Once we achieve those things, we pile on more expectations, expanding our conditions for contentment. We will be happy when… When my boyfriend commits to me. When I buy a house. When we have kids. When we save enough money. When the bills are paid. When my new job comes through. When our children are out of diapers. When this project is finished. When the children are out of school.

Is contentment possible to reach? Is it found in the attainment of our goals or in the process of achievement in itself? Is it possible to actually appreciate something in the moment it happens or can it only be appreciated through the distance and filter of time? Is this the direction my life was meant to travel? Am I there yet? Or do I simply entertain myself, turn on the movie like my son in the car, and assume that someone will transport me to my destination?

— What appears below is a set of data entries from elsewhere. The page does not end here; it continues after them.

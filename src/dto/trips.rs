//! Trip projections served by the listing endpoints.

use chrono::NaiveDateTime;
use serde::{Deserialize, Serialize};

use crate::domain::registration::Registration;
use crate::domain::trip::Trip;
use crate::domain::types::{CountryName, DateCode, TripId, TripName};

/// A trip together with the unique names of the countries it visits.
#[derive(Clone, Debug, Serialize, Deserialize, PartialEq)]
#[serde(rename_all = "camelCase")]
pub struct TripWithCountries {
    pub id_trip: TripId,
    pub name: TripName,
    pub description: String,
    pub date_from: NaiveDateTime,
    pub date_to: NaiveDateTime,
    pub max_people: i32,
    /// Insertion-ordered, without duplicates.
    pub countries: Vec<CountryName>,
}

impl TripWithCountries {
    /// Starts a record with an empty country list.
    pub fn from_trip(trip: Trip) -> Self {
        Self {
            id_trip: trip.id_trip,
            name: trip.name,
            description: trip.description,
            date_from: trip.date_from,
            date_to: trip.date_to,
            max_people: trip.max_people,
            countries: Vec::new(),
        }
    }

    /// Appends the country unless it is already listed.
    pub fn add_country(&mut self, country: CountryName) {
        if !self.countries.contains(&country) {
            self.countries.push(country);
        }
    }
}

/// One of a client's trips with the registration metadata.
#[derive(Clone, Debug, Serialize, Deserialize, PartialEq)]
#[serde(rename_all = "camelCase")]
pub struct ClientTrip {
    pub id_trip: TripId,
    pub name: TripName,
    pub description: String,
    pub date_from: NaiveDateTime,
    pub date_to: NaiveDateTime,
    pub max_people: i32,
    pub registered_at: DateCode,
    pub payment_date: Option<DateCode>,
}

impl From<(Trip, Registration)> for ClientTrip {
    fn from((trip, registration): (Trip, Registration)) -> Self {
        Self {
            id_trip: trip.id_trip,
            name: trip.name,
            description: trip.description,
            date_from: trip.date_from,
            date_to: trip.date_to,
            max_people: trip.max_people,
            registered_at: registration.registered_at,
            payment_date: registration.payment_date,
        }
    }
}
//! DTOs returned by the service layer and serialized by the JSON API.

pub mod api;
pub mod registration;
pub mod trips;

I’ve spent the past year exploring myself outside of my family. I’ve been defined by my children and husband for so long that at times I’ve lost myself altogether. This year has validated me; it reminded me that I do have talent and worth outside of laundry and grocery shopping. Now I strive for balance, to maintain my sense of self, to support my children without living through them, and to love my husband without leaning on him.

Every day I struggle to appreciate what I have – my complaining children, my pile of bills, my overworked husband – while reinforcing and prioritizing myself. But today, for right now, I’m appreciative. I may not be there yet, but I’m within sight of my home. No one transported me to this location; I traveled a dark, solitary road to arrive here. But, I no longer yearn to visit elsewhere. I finally know where I belong.